╭─ Data for the task
//! Protection for secret material held by the reference engines
//!
//! This module provides:
//! - [`SensitiveScalar`], a zeroizing wrapper for secret field elements
//! - [`SensitiveVec`], a zeroizing vector used for freshly split shares
//! - constant-time comparison of serialized group elements

use ark_ff::PrimeField;
use ark_serialize::{
    CanonicalDeserialize, CanonicalSerialize, Compress, Read, SerializationError, Valid, Validate,
    Write,
};
use num_bigint::BigUint;
use zeroize::{Zeroize, ZeroizeOnDrop};

/// Secret scalar (a key share or one of the importer's additive splits).
///
/// # Security
/// - Overwritten with zero on drop
/// - Never printed through `Debug`
#[derive(Clone)]
pub struct SensitiveScalar<F: PrimeField> {
    value: F,
}

impl<F: PrimeField> SensitiveScalar<F> {
    pub fn new(value: F) -> Self {
        Self { value }
    }

    /// Reference to the inner value.
    ///
    /// # Security Warning
    /// The caller must ensure this reference is not used to leak the value
    pub fn expose_secret(&self) -> &F {
        &self.value
    }

    /// Canonical integer form of the secret, in `[0, order)`.
    pub fn to_biguint(&self) -> BigUint {
        self.value.into()
    }

    pub fn is_zero(&self) -> bool {
        self.value.is_zero()
    }
}

impl<F: PrimeField> Zeroize for SensitiveScalar<F> {
    fn zeroize(&mut self) {
        // arkworks fields don't expose their limbs; setting to zero is the best we get
        self.value = F::zero();
    }
}

impl<F: PrimeField> ZeroizeOnDrop for SensitiveScalar<F> {}

impl<F: PrimeField> Drop for SensitiveScalar<F> {
    fn drop(&mut self) {
        self.zeroize();
    }
}

impl<F: PrimeField> CanonicalSerialize for SensitiveScalar<F> {
    fn serialize_with_mode<W: Write>(
        &self,
        mut writer: W,
        compress: Compress,
    ) -> Result<(), SerializationError> {
        self.value.serialize_with_mode(&mut writer, compress)
    }

    fn serialized_size(&self, compress: Compress) -> usize {
        self.value.serialized_size(compress)
    }
}

impl<F: PrimeField> CanonicalDeserialize for SensitiveScalar<F> {
    fn deserialize_with_mode<R: Read>(
        mut reader: R,
        compress: Compress,
        validate: Validate,
    ) -> Result<Self, SerializationError> {
        let value = F::deserialize_with_mode(&mut reader, compress, validate)?;
        Ok(SensitiveScalar::new(value))
    }
}

impl<F: PrimeField> Valid for SensitiveScalar<F> {
    fn check(&self) -> Result<(), SerializationError> {
        self.value.check()
    }
}

// Prevent debug output from leaking sensitive data
impl<F: PrimeField> std::fmt::Debug for SensitiveScalar<F> {
    fn fmt(&self, f: &mut std::fmt::Formatter<'_>) -> std::fmt::Result {
        f.write_str("SensitiveScalar([REDACTED])")
    }
}

/// Vector of secrets zeroized element by element on drop.
pub struct SensitiveVec<T: Zeroize> {
    inner: Vec<T>,
}

impl<T: Zeroize> SensitiveVec<T> {
    pub fn new(inner: Vec<T>) -> Self {
        Self { inner }
    }

    pub fn expose_secret(&self) -> &[T] {
        &self.inner
    }

    pub fn len(&self) -> usize {
        self.inner.len()
    }

    pub fn is_empty(&self) -> bool {
        self.inner.is_empty()
    }
}

impl<T: Zeroize> Zeroize for SensitiveVec<T> {
    fn zeroize(&mut self) {
        self.inner.iter_mut().for_each(|item| item.zeroize());
        self.inner.clear();
    }
}

impl<T: Zeroize> ZeroizeOnDrop for SensitiveVec<T> {}

impl<T: Zeroize> Drop for SensitiveVec<T> {
    fn drop(&mut self) {
        self.zeroize();
    }
}

impl<T: Zeroize> std::fmt::Debug for SensitiveVec<T> {
    fn fmt(&self, f: &mut std::fmt::Formatter<'_>) -> std::fmt::Result {
        f.debug_struct("SensitiveVec")
            .field("len", &self.inner.len())
            .field("data", &"[REDACTED]")
            .finish()
    }
}

/// Constant-time equality of two serializable values (group elements,
/// field elements).
///
/// # Security Note
/// Only the final byte comparison is constant-time; arkworks normalization
/// during serialization may not be.
pub fn constant_time_eq<T: CanonicalSerialize>(a: &T, b: &T) -> bool {
    let mut a_bytes = Vec::new();
    let mut b_bytes = Vec::new();

    // If serialization fails, treat as not equal
    if a.serialize_compressed(&mut a_bytes).is_err() {
        return false;
    }
    if b.serialize_compressed(&mut b_bytes).is_err() {
        return false;
    }

    subtle_constant_time_eq(&a_bytes, &b_bytes)
}

fn subtle_constant_time_eq(a: &[u8], b: &[u8]) -> bool {
    // Length is public
    if a.len() != b.len() {
        return false;
    }

    let mut result = 0u8;
    for (x, y) in a.iter().zip(b.iter()) {
        result |= x ^ y;
    }

    result == 0
}

#[cfg(test)]
mod tests {
    use super::*;
    use ark_ec::PrimeGroup;
    use ark_secp256k1::{Fr, Projective};
    use ark_std::{UniformRand, Zero};

    #[test]
    fn test_sensitive_scalar_zeroization() {
        let mut rng = ark_std::test_rng();
        let secret = Fr::rand(&mut rng);

        let mut sensitive = SensitiveScalar::new(secret);
        assert_eq!(sensitive.expose_secret(), &secret);

        sensitive.zeroize();
        assert_eq!(sensitive.expose_secret(), &Fr::zero());
        assert!(sensitive.is_zero());
    }

    #[test]
    fn test_sensitive_scalar_to_biguint() {
        let sensitive = SensitiveScalar::new(Fr::from(0xffu64));
        assert_eq!(sensitive.to_biguint(), BigUint::from(0xffu32));
    }

    #[test]
    fn test_sensitive_scalar_debug() {
        let mut rng = ark_std::test_rng();
        let secret = Fr::rand(&mut rng);
        let sensitive = SensitiveScalar::new(secret);

        let debug_str = format!("{:?}", sensitive);
        assert!(debug_str.contains("[REDACTED]"));
        assert!(!debug_str.contains(&format!("{:?}", secret)));
    }

    #[test]
    fn test_sensitive_scalar_serialization() {
        let sensitive = SensitiveScalar::new(Fr::from(42u64));
        let mut bytes = Vec::new();
        sensitive.serialize_compressed(&mut bytes).unwrap();

        let restored = SensitiveScalar::<Fr>::deserialize_compressed(&bytes[..]).unwrap();
        assert_eq!(restored.expose_secret(), &Fr::from(42u64));
    }

    #[test]
    fn test_sensitive_vec() {
        let mut vec = SensitiveVec::new(vec![
            SensitiveScalar::new(Fr::from(1u64)),
            SensitiveScalar::new(Fr::from(2u64)),
        ]);
        assert_eq!(vec.len(), 2);

        vec.zeroize();
        assert!(vec.is_empty());
    }

    #[test]
    fn test_constant_time_eq_points() {
        let g = Projective::generator();
        let two_g = g + g;

        assert!(constant_time_eq(&g, &g));
        assert!(constant_time_eq(&(g * Fr::from(2u64)), &two_g));
        assert!(!constant_time_eq(&g, &two_g));
    }

    #[test]
    fn test_subtle_constant_time_eq() {
        assert!(subtle_constant_time_eq(&[1, 2, 3], &[1, 2, 3]));
        assert!(!subtle_constant_time_eq(&[1, 2, 3], &[1, 2, 4]));
        assert!(!subtle_constant_time_eq(&[1, 2], &[1, 2, 3]));
    }
}
pub mod flows;
pub mod markers;
pub mod poller;
pub mod verify;

pub use crate::domain::model::{ProbeResponse, ProductSpec, ServiceEndpoint};
pub use crate::domain::ports::{Fetcher, ProbeConfig, SessionProvider, UiDriver};
pub use crate::utils::error::Result;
╰─
- _Action item_
Return, please, the lines of the data from the first through the line containing "zero on drop", both kept, exactly as they stand and nothing more.

- _Answer box_
//! Protection for secret material held by the reference engines
//!
//! This module provides:
//! - [`SensitiveScalar`], a zeroizing wrapper for secret field elements
//! - [`SensitiveVec`], a zeroizing vector used for freshly split shares
//! - constant-time comparison of serialized group elements

use ark_ff::PrimeField;
use ark_serialize::{
    CanonicalDeserialize, CanonicalSerialize, Compress, Read, SerializationError, Valid, Validate,
    Write,
};
use num_bigint::BigUint;
use zeroize::{Zeroize, ZeroizeOnDrop};

/// Secret scalar (a key share or one of the importer's additive splits).
///
/// # Security
/// - Overwritten with zero on drop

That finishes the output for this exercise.